Instructions to follow: Repeat, exactly and completely, the entries shown underneath.

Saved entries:
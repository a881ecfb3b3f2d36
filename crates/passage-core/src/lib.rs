//! Shared foundation for the passage retrieval workspace: domain types,
//! the error taxonomy, collaborator traits, configuration and loading.
pub mod config;
pub mod error;
pub mod loader;
pub mod traits;
pub mod types;

pub use error::{Error, Result};
pub use traits::{Embedder, VectorBackend};
pub use types::{BackendHit, Chunk, ChunkId, Distance, Document, Embedding, Meta, ScoredChunk, SearchFilter, TieBreak, VectorRecord};
//! Domain types shared by the segmenter, the backends and the hybrid ranker.

use serde::{Deserialize, Serialize};
use std::collections::BTreeMap;

use crate::error::{Error, Result};

pub type ChunkId = String;
pub type Meta = BTreeMap<String, String>;

/// Metadata key stamped on every chunk with its 0-based position in the document.
pub const CHUNK_INDEX_KEY: &str = "chunk_index";

/// A source document as produced by a loader.
///
/// Documents are consumed only by the segmenter; nothing downstream keeps
/// a reference to them.
#[derive(Debug, Clone, PartialEq, Eq, Serialize, Deserialize)]
pub struct Document {
    pub id: String,
    pub text: String,
    pub metadata: Meta,
}

impl Document {
    pub fn new(id: impl Into<String>, text: impl Into<String>) -> Self {
        Self { id: id.into(), text: text.into(), metadata: Meta::new() }
    }

    pub fn with_meta(mut self, key: impl Into<String>, value: impl Into<String>) -> Self {
        self.metadata.insert(key.into(), value.into());
        self
    }
}

/// A bounded slice of a document, the unit of indexing and retrieval.
///
/// - `id`: `<document_id>::chunk<index>`
/// - `text`: one or more paragraphs joined by a blank line
/// - `metadata`: the parent document's metadata plus `chunk_index`
#[derive(Debug, Clone, PartialEq, Eq, Serialize, Deserialize)]
pub struct Chunk {
    pub id: ChunkId,
    pub text: String,
    pub metadata: Meta,
}

impl Chunk {
    pub fn chunk_id(document_id: &str, index: usize) -> ChunkId {
        format!("{document_id}::chunk{index}")
    }

    /// Position of this chunk in its parent document, if stamped.
    pub fn index(&self) -> Option<usize> {
        self.metadata.get(CHUNK_INDEX_KEY).and_then(|v| v.parse().ok())
    }

    /// Parent document id recovered from the chunk id.
    pub fn document_id(&self) -> &str {
        self.id.rsplit_once("::chunk").map_or(self.id.as_str(), |(doc, _)| doc)
    }
}

/// A chunk paired with its fused relevance score. Query-time only.
///
/// `semantic` and `lexical` are the normalized component signals that
/// produced `score`; both lie in `[0, 1]`.
#[derive(Debug, Clone, PartialEq, Serialize, Deserialize)]
pub struct ScoredChunk {
    pub chunk: Chunk,
    pub score: f32,
    pub semantic: f32,
    pub lexical: f32,
}

/// Exact-match conjunction over chunk metadata.
#[derive(Debug, Clone, Default, PartialEq, Eq, Serialize, Deserialize)]
#[serde(transparent)]
pub struct SearchFilter(BTreeMap<String, String>);

impl SearchFilter {
    pub fn new() -> Self {
        Self::default()
    }

    pub fn with(mut self, key: impl Into<String>, value: impl Into<String>) -> Self {
        self.0.insert(key.into(), value.into());
        self
    }

    pub fn insert(&mut self, key: impl Into<String>, value: impl Into<String>) {
        self.0.insert(key.into(), value.into());
    }

    pub fn is_empty(&self) -> bool {
        self.0.is_empty()
    }

    pub fn len(&self) -> usize {
        self.0.len()
    }

    pub fn iter(&self) -> impl Iterator<Item = (&str, &str)> {
        self.0.iter().map(|(k, v)| (k.as_str(), v.as_str()))
    }

    /// Every condition must hold; a missing key never matches.
    pub fn matches(&self, metadata: &Meta) -> bool {
        self.0.iter().all(|(k, v)| metadata.get(k) == Some(v))
    }
}

impl<K: Into<String>, V: Into<String>> FromIterator<(K, V)> for SearchFilter {
    fn from_iter<I: IntoIterator<Item = (K, V)>>(iter: I) -> Self {
        Self(iter.into_iter().map(|(k, v)| (k.into(), v.into())).collect())
    }
}

/// A dense vector whose length has been checked against a collection dimension.
#[derive(Debug, Clone, PartialEq, Serialize)]
pub struct Embedding(Vec<f32>);

impl Embedding {
    /// Validate `values` against the expected dimension and reject NaN/inf.
    pub fn new(values: Vec<f32>, dim: usize) -> Result<Self> {
        if values.len() != dim {
            return Err(Error::InvalidVector { expected: dim, actual: values.len() });
        }
        if let Some(position) = values.iter().position(|v| !v.is_finite()) {
            return Err(Error::NonFiniteVector { position });
        }
        Ok(Self(values))
    }

    pub fn zeros(dim: usize) -> Self {
        Self(vec![0.0; dim])
    }

    pub fn dim(&self) -> usize {
        self.0.len()
    }

    pub fn as_slice(&self) -> &[f32] {
        &self.0
    }

    pub fn into_inner(self) -> Vec<f32> {
        self.0
    }
}

/// What a backend stores per chunk.
#[derive(Debug, Clone, PartialEq)]
pub struct VectorRecord {
    pub chunk: Chunk,
    pub vector: Embedding,
}

/// A raw candidate returned by a backend. `score` is backend-specific,
/// higher is better.
#[derive(Debug, Clone, PartialEq)]
pub struct BackendHit {
    pub chunk: Chunk,
    pub score: f32,
}

/// Similarity used by backends that compute it themselves.
#[derive(Debug, Clone, Copy, Default, PartialEq, Eq, Serialize, Deserialize)]
#[serde(rename_all = "snake_case")]
pub enum Distance {
    #[default]
    Cosine,
    Dot,
}

/// Secondary ordering for candidates whose fused scores are exactly equal.
#[derive(Debug, Clone, Copy, Default, PartialEq, Eq, Serialize, Deserialize)]
#[serde(rename_all = "snake_case")]
pub enum TieBreak {
    /// Keep the order in which the backend returned the candidates.
    #[default]
    ArrivalOrder,
    /// Order ties by ascending chunk id.
    ChunkId,
}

Exercise response:
repository a881ecfb3b3f2d36
filename crates/passage-core/src/lib.rs
//! Shared foundation for the passage retrieval workspace: domain types,
//! the error taxonomy, collaborator traits, configuration and loading.
pub mod config;
pub mod error;
pub mod loader;
pub mod traits;
pub mod types;

pub use error::{Error, Result};
pub use traits::{Embedder, VectorBackend};
pub use types::{BackendHit, Chunk, ChunkId, Distance, Document, Embedding, Meta, ScoredChunk, SearchFilter, TieBreak, VectorRecord};
//! Domain types shared by the segmenter, the backends and the hybrid ranker.

use serde::{Deserialize, Serialize};
use std::collections::BTreeMap;

use crate::error::{Error, Result};

pub type ChunkId = String;
pub type Meta = BTreeMap<String, String>;

/// Metadata key stamped on every chunk with its 0-based position in the document.
pub const CHUNK_INDEX_KEY: &str = "chunk_index";

/// A source document as produced by a loader.
///
/// Documents are consumed only by the segmenter; nothing downstream keeps
/// a reference to them.
#[derive(Debug, Clone, PartialEq, Eq, Serialize, Deserialize)]
pub struct Document {
    pub id: String,
    pub text: String,
    pub metadata: Meta,
}

impl Document {
    pub fn new(id: impl Into<String>, text: impl Into<String>) -> Self {
        Self { id: id.into(), text: text.into(), metadata: Meta::new() }
    }

    pub fn with_meta(mut self, key: impl Into<String>, value: impl Into<String>) -> Self {
        self.metadata.insert(key.into(), value.into());
        self
    }
}

/// A bounded slice of a document, the unit of indexing and retrieval.
///
/// - `id`: `<document_id>::chunk<index>`
/// - `text`: one or more paragraphs joined by a blank line
/// - `metadata`: the parent document's metadata plus `chunk_index`
#[derive(Debug, Clone, PartialEq, Eq, Serialize, Deserialize)]
pub struct Chunk {
    pub id: ChunkId,
    pub text: String,
    pub metadata: Meta,
}

impl Chunk {
    pub fn chunk_id(document_id: &str, index: usize) -> ChunkId {
        format!("{document_id}::chunk{index}")
    }

    /// Position of this chunk in its parent document, if stamped.
    pub fn index(&self) -> Option<usize> {
        self.metadata.get(CHUNK_INDEX_KEY).and_then(|v| v.parse().ok())
    }

    /// Parent document id recovered from the chunk id.
    pub fn document_id(&self) -> &str {
        self.id.rsplit_once("::chunk").map_or(self.id.as_str(), |(doc, _)| doc)
    }
}

/// A chunk paired with its fused relevance score. Query-time only.
///
/// `semantic` and `lexical` are the normalized component signals that
/// produced `score`; both lie in `[0, 1]`.
#[derive(Debug, Clone, PartialEq, Serialize, Deserialize)]
pub struct ScoredChunk {
    pub chunk: Chunk,
    pub score: f32,
    pub semantic: f32,
    pub lexical: f32,
}

/// Exact-match conjunction over chunk metadata.
#[derive(Debug, Clone, Default, PartialEq, Eq, Serialize, Deserialize)]
#[serde(transparent)]
pub struct SearchFilter(BTreeMap<String, String>);

impl SearchFilter {
    pub fn new() -> Self {
        Self::default()
    }

    pub fn with(mut self, key: impl Into<String>, value: impl Into<String>) -> Self {
        self.0.insert(key.into(), value.into());
        self
    }

    pub fn insert(&mut self, key: impl Into<String>, value: impl Into<String>) {
        self.0.insert(key.into(), value.into());
    }

    pub fn is_empty(&self) -> bool {
        self.0.is_empty()
    }

    pub fn len(&self) -> usize {
        self.0.len()
    }

    pub fn iter(&self) -> impl Iterator<Item = (&str, &str)> {
        self.0.iter().map(|(k, v)| (k.as_str(), v.as_str()))
    }

    /// Every condition must hold; a missing key never matches.
    pub fn matches(&self, metadata: &Meta) -> bool {
        self.0.iter().all(|(k, v)| metadata.get(k) == Some(v))
    }
}

impl<K: Into<String>, V: Into<String>> FromIterator<(K, V)> for SearchFilter {
    fn from_iter<I: IntoIterator<Item = (K, V)>>(iter: I) -> Self {
        Self(iter.into_iter().map(|(k, v)| (k.into(), v.into())).collect())
    }
}

/// A dense vector whose length has been checked against a collection dimension.
#[derive(Debug, Clone, PartialEq, Serialize)]
pub struct Embedding(Vec<f32>);

impl Embedding {
    /// Validate `values` against the expected dimension and reject NaN/inf.
    pub fn new(values: Vec<f32>, dim: usize) -> Result<Self> {
        if values.len() != dim {
            return Err(Error::InvalidVector { expected: dim, actual: values.len() });
        }
        if let Some(position) = values.iter().position(|v| !v.is_finite()) {
            return Err(Error::NonFiniteVector { position });
        }
        Ok(Self(values))
    }

    pub fn zeros(dim: usize) -> Self {
        Self(vec![0.0; dim])
    }

    pub fn dim(&self) -> usize {
        self.0.len()
    }

    pub fn as_slice(&self) -> &[f32] {
        &self.0
    }

    pub fn into_inner(self) -> Vec<f32> {
        self.0
    }
}

/// What a backend stores per chunk.
#[derive(Debug, Clone, PartialEq)]
pub struct VectorRecord {
    pub chunk: Chunk,
    pub vector: Embedding,
}

/// A raw candidate returned by a backend. `score` is backend-specific,
/// higher is better.
#[derive(Debug, Clone, PartialEq)]
pub struct BackendHit {
    pub chunk: Chunk,
    pub score: f32,
}

/// Similarity used by backends that compute it themselves.
#[derive(Debug, Clone, Copy, Default, PartialEq, Eq, Serialize, Deserialize)]
#[serde(rename_all = "snake_case")]
pub enum Distance {
    #[default]
    Cosine,
    Dot,
}

/// Secondary ordering for candidates whose fused scores are exactly equal.
#[derive(Debug, Clone, Copy, Default, PartialEq, Eq, Serialize, Deserialize)]
#[serde(rename_all = "snake_case")]
pub enum TieBreak {
    /// Keep the order in which the backend returned the candidates.
    #[default]
    ArrivalOrder,
    /// Order ties by ascending chunk id.
    ChunkId,
}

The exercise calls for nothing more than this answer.